### What needs to be done
Reproduce the opening lines of the records exactly, up to and including the line in which "pub fn new(consumer: F)" occurs.

[Stored data]
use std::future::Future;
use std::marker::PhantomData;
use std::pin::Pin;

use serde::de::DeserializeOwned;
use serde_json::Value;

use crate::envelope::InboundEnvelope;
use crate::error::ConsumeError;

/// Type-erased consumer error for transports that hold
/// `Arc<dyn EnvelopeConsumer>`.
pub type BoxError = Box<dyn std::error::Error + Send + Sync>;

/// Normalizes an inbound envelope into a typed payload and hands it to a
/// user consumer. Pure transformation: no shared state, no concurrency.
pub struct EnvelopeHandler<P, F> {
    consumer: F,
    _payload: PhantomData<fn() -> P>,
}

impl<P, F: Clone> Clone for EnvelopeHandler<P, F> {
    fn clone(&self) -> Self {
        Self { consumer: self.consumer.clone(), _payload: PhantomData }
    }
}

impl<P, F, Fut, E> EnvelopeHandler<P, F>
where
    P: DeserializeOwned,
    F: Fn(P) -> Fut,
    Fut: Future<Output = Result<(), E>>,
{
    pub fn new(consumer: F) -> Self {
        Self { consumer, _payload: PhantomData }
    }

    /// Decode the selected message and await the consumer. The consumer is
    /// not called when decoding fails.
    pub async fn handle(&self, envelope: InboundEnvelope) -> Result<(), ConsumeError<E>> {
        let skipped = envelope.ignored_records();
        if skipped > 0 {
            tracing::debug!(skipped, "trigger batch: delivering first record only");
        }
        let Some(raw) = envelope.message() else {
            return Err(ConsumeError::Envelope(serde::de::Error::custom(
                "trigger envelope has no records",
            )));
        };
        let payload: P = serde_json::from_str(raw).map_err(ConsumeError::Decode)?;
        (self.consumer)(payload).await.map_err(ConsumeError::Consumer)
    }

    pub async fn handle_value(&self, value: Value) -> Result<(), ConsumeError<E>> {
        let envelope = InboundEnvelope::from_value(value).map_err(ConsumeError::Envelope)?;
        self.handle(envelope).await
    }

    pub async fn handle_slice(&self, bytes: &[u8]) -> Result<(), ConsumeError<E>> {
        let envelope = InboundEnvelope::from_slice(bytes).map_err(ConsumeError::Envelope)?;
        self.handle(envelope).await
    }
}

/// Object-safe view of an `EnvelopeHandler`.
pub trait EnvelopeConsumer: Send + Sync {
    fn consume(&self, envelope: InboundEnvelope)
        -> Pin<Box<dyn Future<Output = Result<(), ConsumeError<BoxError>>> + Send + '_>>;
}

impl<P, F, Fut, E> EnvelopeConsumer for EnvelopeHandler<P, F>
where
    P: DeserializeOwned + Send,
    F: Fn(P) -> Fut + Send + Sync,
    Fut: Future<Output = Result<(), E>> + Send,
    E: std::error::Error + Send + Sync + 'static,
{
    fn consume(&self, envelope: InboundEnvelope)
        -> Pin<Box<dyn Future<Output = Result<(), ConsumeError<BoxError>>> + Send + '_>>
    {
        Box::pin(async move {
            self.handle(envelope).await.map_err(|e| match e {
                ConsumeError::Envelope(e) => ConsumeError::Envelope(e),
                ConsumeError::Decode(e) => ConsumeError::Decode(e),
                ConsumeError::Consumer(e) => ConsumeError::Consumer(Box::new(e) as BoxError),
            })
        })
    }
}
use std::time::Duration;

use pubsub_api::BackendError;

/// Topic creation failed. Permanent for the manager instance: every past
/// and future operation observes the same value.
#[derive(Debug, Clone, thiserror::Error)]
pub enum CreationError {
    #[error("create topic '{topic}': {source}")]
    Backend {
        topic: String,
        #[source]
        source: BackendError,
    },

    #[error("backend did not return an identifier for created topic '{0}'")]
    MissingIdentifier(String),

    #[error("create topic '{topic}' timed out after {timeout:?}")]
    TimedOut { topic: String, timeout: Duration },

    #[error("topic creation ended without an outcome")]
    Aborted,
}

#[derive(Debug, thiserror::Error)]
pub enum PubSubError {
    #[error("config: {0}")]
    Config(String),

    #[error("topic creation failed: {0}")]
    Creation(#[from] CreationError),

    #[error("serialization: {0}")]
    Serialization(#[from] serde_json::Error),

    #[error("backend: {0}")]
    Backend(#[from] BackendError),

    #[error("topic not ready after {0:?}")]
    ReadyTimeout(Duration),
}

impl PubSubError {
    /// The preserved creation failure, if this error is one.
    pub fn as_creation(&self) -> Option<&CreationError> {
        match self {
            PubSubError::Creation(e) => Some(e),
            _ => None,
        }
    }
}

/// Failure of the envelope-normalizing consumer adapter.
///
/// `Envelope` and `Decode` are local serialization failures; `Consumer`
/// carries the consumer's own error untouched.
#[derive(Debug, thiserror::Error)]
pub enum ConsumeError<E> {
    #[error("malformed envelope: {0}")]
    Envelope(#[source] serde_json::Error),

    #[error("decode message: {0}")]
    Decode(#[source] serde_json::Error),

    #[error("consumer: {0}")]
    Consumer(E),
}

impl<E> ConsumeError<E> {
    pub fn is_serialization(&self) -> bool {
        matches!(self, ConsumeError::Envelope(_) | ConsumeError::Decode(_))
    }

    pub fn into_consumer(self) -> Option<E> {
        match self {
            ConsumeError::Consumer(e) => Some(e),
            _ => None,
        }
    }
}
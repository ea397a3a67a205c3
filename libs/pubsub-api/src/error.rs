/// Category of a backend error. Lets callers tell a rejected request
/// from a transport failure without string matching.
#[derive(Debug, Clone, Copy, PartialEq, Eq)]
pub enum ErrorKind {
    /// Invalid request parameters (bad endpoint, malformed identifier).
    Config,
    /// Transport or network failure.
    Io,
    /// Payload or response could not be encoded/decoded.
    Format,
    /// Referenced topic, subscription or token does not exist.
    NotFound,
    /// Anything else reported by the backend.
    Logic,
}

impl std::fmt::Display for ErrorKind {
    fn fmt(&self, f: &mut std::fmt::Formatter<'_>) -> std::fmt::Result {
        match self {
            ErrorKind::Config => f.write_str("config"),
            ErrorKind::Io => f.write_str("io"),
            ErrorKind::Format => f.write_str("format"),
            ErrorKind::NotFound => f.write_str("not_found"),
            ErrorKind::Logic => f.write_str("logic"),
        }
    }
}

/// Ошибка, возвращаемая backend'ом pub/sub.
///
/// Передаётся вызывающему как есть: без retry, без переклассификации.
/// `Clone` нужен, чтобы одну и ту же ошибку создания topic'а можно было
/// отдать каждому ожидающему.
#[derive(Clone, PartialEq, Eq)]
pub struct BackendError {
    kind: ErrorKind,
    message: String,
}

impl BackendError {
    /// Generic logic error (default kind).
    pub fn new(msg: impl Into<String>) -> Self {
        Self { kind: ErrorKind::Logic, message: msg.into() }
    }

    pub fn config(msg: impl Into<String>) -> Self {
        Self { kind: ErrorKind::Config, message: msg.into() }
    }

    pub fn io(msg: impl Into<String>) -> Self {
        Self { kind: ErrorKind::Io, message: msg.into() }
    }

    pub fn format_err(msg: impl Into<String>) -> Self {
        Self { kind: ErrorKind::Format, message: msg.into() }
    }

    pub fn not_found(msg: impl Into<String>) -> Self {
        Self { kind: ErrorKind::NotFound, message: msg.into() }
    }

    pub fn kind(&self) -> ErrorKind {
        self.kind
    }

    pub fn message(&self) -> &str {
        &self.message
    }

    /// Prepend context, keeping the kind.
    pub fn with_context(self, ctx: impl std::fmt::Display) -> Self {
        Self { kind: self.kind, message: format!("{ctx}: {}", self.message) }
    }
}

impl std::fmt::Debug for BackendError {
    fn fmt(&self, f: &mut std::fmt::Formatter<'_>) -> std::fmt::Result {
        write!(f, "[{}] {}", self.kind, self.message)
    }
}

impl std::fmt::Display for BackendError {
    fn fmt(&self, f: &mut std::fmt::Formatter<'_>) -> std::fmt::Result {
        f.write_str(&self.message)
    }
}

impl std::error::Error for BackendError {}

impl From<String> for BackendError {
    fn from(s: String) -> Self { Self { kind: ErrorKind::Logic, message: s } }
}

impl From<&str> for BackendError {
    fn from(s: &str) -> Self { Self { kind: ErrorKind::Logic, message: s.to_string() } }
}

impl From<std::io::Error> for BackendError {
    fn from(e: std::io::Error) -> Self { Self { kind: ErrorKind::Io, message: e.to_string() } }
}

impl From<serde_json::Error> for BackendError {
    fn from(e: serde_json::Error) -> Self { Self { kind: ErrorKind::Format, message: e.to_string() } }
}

### Expected output
use std::future::Future;
use std::marker::PhantomData;
use std::pin::Pin;

use serde::de::DeserializeOwned;
use serde_json::Value;

use crate::envelope::InboundEnvelope;
use crate::error::ConsumeError;

/// Type-erased consumer error for transports that hold
/// `Arc<dyn EnvelopeConsumer>`.
pub type BoxError = Box<dyn std::error::Error + Send + Sync>;

/// Normalizes an inbound envelope into a typed payload and hands it to a
/// user consumer. Pure transformation: no shared state, no concurrency.
pub struct EnvelopeHandler<P, F> {
    consumer: F,
    _payload: PhantomData<fn() -> P>,
}

impl<P, F: Clone> Clone for EnvelopeHandler<P, F> {
    fn clone(&self) -> Self {
        Self { consumer: self.consumer.clone(), _payload: PhantomData }
    }
}

impl<P, F, Fut, E> EnvelopeHandler<P, F>
where
    P: DeserializeOwned,
    F: Fn(P) -> Fut,
    Fut: Future<Output = Result<(), E>>,
{
    pub fn new(consumer: F) -> Self {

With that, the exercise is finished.